▶ **WHAT IS REQUIRED**: Where a line below holds the string "return", copy that line.

Dataset records
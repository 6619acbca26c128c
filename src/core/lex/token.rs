use {
    crate::core::{
        lex::DEFAULT_STATE,
        tree::{
            NameResolver, NodeId, RegexKind, RegexNode, RegexProduction, RegexSpec, RegexUnit,
            TokenSite,
        },
        util::string_utils,
    },
    std::{
        cmp::Ordering,
        collections::HashSet,
        hash::{Hash, Hasher},
    },
};

/// A token of the lexical grammar.
///
/// Explicit tokens are declared in a regex production. Synthetic tokens are created by JavaCC for
/// regular expressions written inline in a BNF expansion, as if they were declared in the
/// `DEFAULT` state at that location.
#[derive(Clone, Copy, Debug)]
pub struct Token<'t> {
    site: TokenSite<'t>,
    id: NodeId,
    ignore_case: bool,
}

impl<'t> Token<'t> {
    pub fn explicit(
        production: &'t RegexProduction,
        spec: &'t RegexSpec,
        global_ignore_case: bool,
    ) -> Self {
        Token {
            site: TokenSite::Explicit { production, spec },
            id: spec.id,
            ignore_case: production.ignore_case || global_ignore_case,
        }
    }

    pub fn synthetic(unit: &'t RegexUnit, global_ignore_case: bool) -> Self {
        Token {
            site: TokenSite::Synthetic(unit),
            id: unit.id,
            ignore_case: global_ignore_case,
        }
    }

    pub fn id(&self) -> NodeId {
        self.id
    }

    /// Position of the declaration in the grammar, used to break ties between equally long
    /// matches.
    pub fn declaration_offset(&self) -> usize {
        self.id.0
    }

    pub fn is_explicit(&self) -> bool {
        match self.site {
            TokenSite::Explicit { .. } => true,
            TokenSite::Synthetic(_) => false,
        }
    }

    pub fn regular_expression(&self) -> &'t RegexNode {
        match self.site {
            TokenSite::Explicit { spec, .. } => &spec.regex,
            TokenSite::Synthetic(unit) => &unit.regex,
        }
    }

    pub fn name(&self) -> Option<&'t str> {
        match *self.regular_expression() {
            RegexNode::Named { ref name, .. } => Some(name.as_str()),
            _ => None,
        }
    }

    /// Private regexes (`#NAME`) may only be referenced from other regexes and are never
    /// matched by the token manager on their own.
    pub fn is_private(&self) -> bool {
        match *self.regular_expression() {
            RegexNode::Named { private, .. } => private,
            _ => false,
        }
    }

    pub fn is_ignore_case(&self) -> bool {
        self.ignore_case
    }

    pub fn regex_kind(&self) -> RegexKind {
        match self.site {
            TokenSite::Explicit { production, .. } => production.kind,
            TokenSite::Synthetic(_) => RegexKind::Token,
        }
    }

    /// Names of the lexical states this token applies to. Empty means all states.
    pub fn lexical_states(&self) -> Vec<&'t str> {
        match self.site {
            TokenSite::Explicit { production, .. } => production
                .lexical_states
                .iter()
                .map(String::as_str)
                .collect(),
            TokenSite::Synthetic(_) => vec![DEFAULT_STATE],
        }
    }

    pub fn lexical_state_transition(&self) -> Option<&'t str> {
        match self.site {
            TokenSite::Explicit { spec, .. } => spec.next_state.as_ref().map(String::as_str),
            TokenSite::Synthetic(_) => None,
        }
    }

    /// Root element of this token's regex, without following references.
    pub fn root_element(&self) -> Option<&'t RegexNode> {
        root_element(self.regular_expression())
    }

    /// The unescaped value of this token if its regex is a single literal, without following
    /// references.
    pub fn as_string_token(&self) -> Option<String> {
        match self.root_element() {
            Some(RegexNode::Literal(raw)) => Some(string_utils::replace_escapes(raw)),
            _ => None,
        }
    }

    /// True if this token is a single literal matching `value`, modulo this token's case
    /// sensitivity.
    pub fn matches_literal(&self, value: &str) -> bool {
        match self.as_string_token() {
            Some(literal) => text_eq(&literal, value, self.ignore_case),
            None => false,
        }
    }

    /// Like `as_string_token`, but follows chains of bare references (`<A>` where `A` is itself a
    /// string token). Chains that loop back on themselves resolve to nothing.
    pub fn resolved_string_literal(&self, resolver: &dyn NameResolver) -> Option<String> {
        let mut visited: HashSet<NodeId> = HashSet::new();
        visited.insert(self.id);

        let mut node = unwrap_label(self.regular_expression())?;
        loop {
            match *node {
                RegexNode::Literal(ref raw) => return Some(string_utils::replace_escapes(raw)),
                RegexNode::Reference(ref name) => {
                    let target = resolver.resolve_token(name)?;
                    if !visited.insert(target.id()) {
                        trace!("Abandoning reference chain at <{}>: cycle", name);
                        return None;
                    }
                    node = unwrap_label(target.regular_expression())?;
                }
                _ => return None,
            }
        }
    }

    /// Tokens are equivalent if they carry the same name, or, when at least one of them is
    /// unnamed, if they denote the same string.
    pub fn is_equivalent(&self, other: &Token, resolver: &dyn NameResolver) -> bool {
        if let (Some(name), Some(other_name)) = (self.name(), other.name()) {
            return name == other_name;
        }

        match (
            self.resolved_string_literal(resolver),
            other.resolved_string_literal(resolver),
        ) {
            (Some(literal), Some(other_literal)) => {
                text_eq(&literal, &other_literal, self.ignore_case)
                    || text_eq(&literal, &other_literal, other.ignore_case)
            }
            _ => false,
        }
    }
}

impl<'t> PartialEq for Token<'t> {
    fn eq(&self, other: &Token<'t>) -> bool {
        self.id == other.id
    }
}

impl<'t> Eq for Token<'t> {}

impl<'t> Hash for Token<'t> {
    fn hash<H: Hasher>(&self, state: &mut H) {
        self.id.hash(state);
    }
}

impl<'t> PartialOrd for Token<'t> {
    fn partial_cmp(&self, other: &Token<'t>) -> Option<Ordering> {
        Some(self.cmp(other))
    }
}

impl<'t> Ord for Token<'t> {
    fn cmp(&self, other: &Token<'t>) -> Ordering {
        self.id.cmp(&other.id)
    }
}

/// Unwraps one level of label: the inner regex of a named or container regex.
pub fn unwrap_label(node: &RegexNode) -> Option<&RegexNode> {
    match *node {
        RegexNode::Named { ref inner, .. } => Some(&**inner),
        RegexNode::Container(ref inner) => inner.as_ref().map(|inner| &**inner),
        ref other => Some(other),
    }
}

/// The root element of a regex, without following references. Bare references and `<EOF>` have
/// no root element.
pub fn root_element(node: &RegexNode) -> Option<&RegexNode> {
    match unwrap_label(node)? {
        RegexNode::Reference(_) | RegexNode::Eof => None,
        root => Some(root),
    }
}

/// The root element of a regex, following bare references to the tokens they name.
pub fn resolved_root_element<'r>(
    node: &'r RegexNode,
    resolver: &'r dyn NameResolver,
) -> Option<&'r RegexNode> {
    let mut visited: HashSet<NodeId> = HashSet::new();
    let mut current = unwrap_label(node)?;

    loop {
        match *current {
            RegexNode::Reference(ref name) => {
                let target = resolver.resolve_token(name)?;
                if !visited.insert(target.id()) {
                    return None;
                }
                current = unwrap_label(target.regular_expression())?;
            }
            RegexNode::Eof => return None,
            _ => return Some(current),
        }
    }
}

pub fn text_eq(left: &str, right: &str, ignore_case: bool) -> bool {
    if ignore_case {
        left.to_lowercase() == right.to_lowercase()
    } else {
        left == right
    }
}

#[cfg(test)]
mod tests {
    use {
        super::*,
        crate::core::tree::{builder::*, SyntaxTree},
    };

    fn tree_with_chain() -> SyntaxTree {
        let mut builder = SyntaxTreeBuilder::new();
        builder
            .tokens_in(&["DEFAULT", "IN_COMMENT"], RegexKind::Skip)
            .spec_to(named("A", reference("B")), "IN_COMMENT")
            .spec(named("B", lit("b\\n")))
            .spec(private("C", reference("D")))
            .spec(named("D", reference("C")));
        builder.bnf("Start", seq(vec![unit(lit("b\\n")), unit(reference("A"))]));
        builder.build()
    }

    #[test]
    fn explicit_properties() {
        //setup
        let tree = tree_with_chain();

        //exercise
        let a = tree.resolve_token("A").unwrap();
        let c = tree.resolve_token("C").unwrap();

        //verify
        assert_eq!(a.name(), Some("A"));
        assert!(a.is_explicit());
        assert!(!a.is_private());
        assert!(c.is_private());
        assert_eq!(a.regex_kind(), RegexKind::Skip);
        assert_eq!(a.lexical_states(), vec!["DEFAULT", "IN_COMMENT"]);
        assert_eq!(a.lexical_state_transition(), Some("IN_COMMENT"));
        assert_eq!(c.lexical_state_transition(), None);
    }

    #[test]
    fn synthetic_properties() {
        //setup
        let tree = tree_with_chain();

        //exercise
        let synthetic = tree.token(NodeId(4)).unwrap();

        //verify
        assert!(!synthetic.is_explicit());
        assert_eq!(synthetic.name(), None);
        assert_eq!(synthetic.regex_kind(), RegexKind::Token);
        assert_eq!(synthetic.lexical_states(), vec![DEFAULT_STATE]);
        assert_eq!(synthetic.as_string_token(), Some("b\n".to_string()));
    }

    #[test]
    fn string_literal_through_references() {
        //setup
        let tree = tree_with_chain();
        let a = tree.resolve_token("A").unwrap();
        let c = tree.resolve_token("C").unwrap();
        let reference_unit = tree.token(NodeId(5)).unwrap();

        //exercise
        let a_direct = a.as_string_token();
        let a_resolved = a.resolved_string_literal(&tree);
        let c_resolved = c.resolved_string_literal(&tree);
        let unit_resolved = reference_unit.resolved_string_literal(&tree);

        //verify
        assert_eq!(a_direct, None);
        assert_eq!(a_resolved, Some("b\n".to_string()));
        assert_eq!(c_resolved, None);
        assert_eq!(unit_resolved, Some("b\n".to_string()));
    }

    #[test]
    fn equivalence() {
        //setup
        let tree = tree_with_chain();
        let a = tree.resolve_token("A").unwrap();
        let b = tree.resolve_token("B").unwrap();
        let synthetic = tree.token(NodeId(4)).unwrap();

        //exercise
        let named_differently = a.is_equivalent(&b, &tree);
        let same_string = synthetic.is_equivalent(&b, &tree);
        let through_reference = synthetic.is_equivalent(&a, &tree);
        let itself = a.is_equivalent(&a, &tree);

        //verify
        assert!(!named_differently);
        assert!(same_string);
        assert!(through_reference);
        assert!(itself);
    }

    #[test]
    fn matches_literal_respects_case() {
        //setup
        let mut builder = SyntaxTreeBuilder::new();
        builder
            .tokens(RegexKind::Token)
            .ignore_case()
            .spec(named("SELECT", lit("select")));
        builder
            .tokens(RegexKind::Token)
            .spec(named("FROM", lit("from")));
        let tree = builder.build();
        let select = tree.resolve_token("SELECT").unwrap();
        let from = tree.resolve_token("FROM").unwrap();

        //exercise
        let select_upper = select.matches_literal("SELECT");
        let from_upper = from.matches_literal("FROM");
        let from_lower = from.matches_literal("from");

        //verify
        assert!(select_upper);
        assert!(!from_upper);
        assert!(from_lower);
    }

    #[test]
    fn root_elements() {
        //setup
        let tree = tree_with_chain();
        let a = tree.resolve_token("A").unwrap();

        //exercise
        let direct = a.root_element();
        let resolved = resolved_root_element(a.regular_expression(), &tree);
        let eof_has_root = root_element(&eof()).is_some();
        let of_container = root_element(&container(lit("x"))).cloned();

        //verify
        assert_eq!(direct, None);
        assert_eq!(resolved, Some(&lit("b\\n")));
        assert!(!eof_has_root);
        assert_eq!(of_container, Some(lit("x")));
    }
}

▶ **TASK RESULT**:
                RegexNode::Literal(ref raw) => return Some(string_utils::replace_escapes(raw)),
                        return None;
                _ => return None,
            return name == other_name;
                    return None;
            RegexNode::Eof => return None,
            _ => return Some(current),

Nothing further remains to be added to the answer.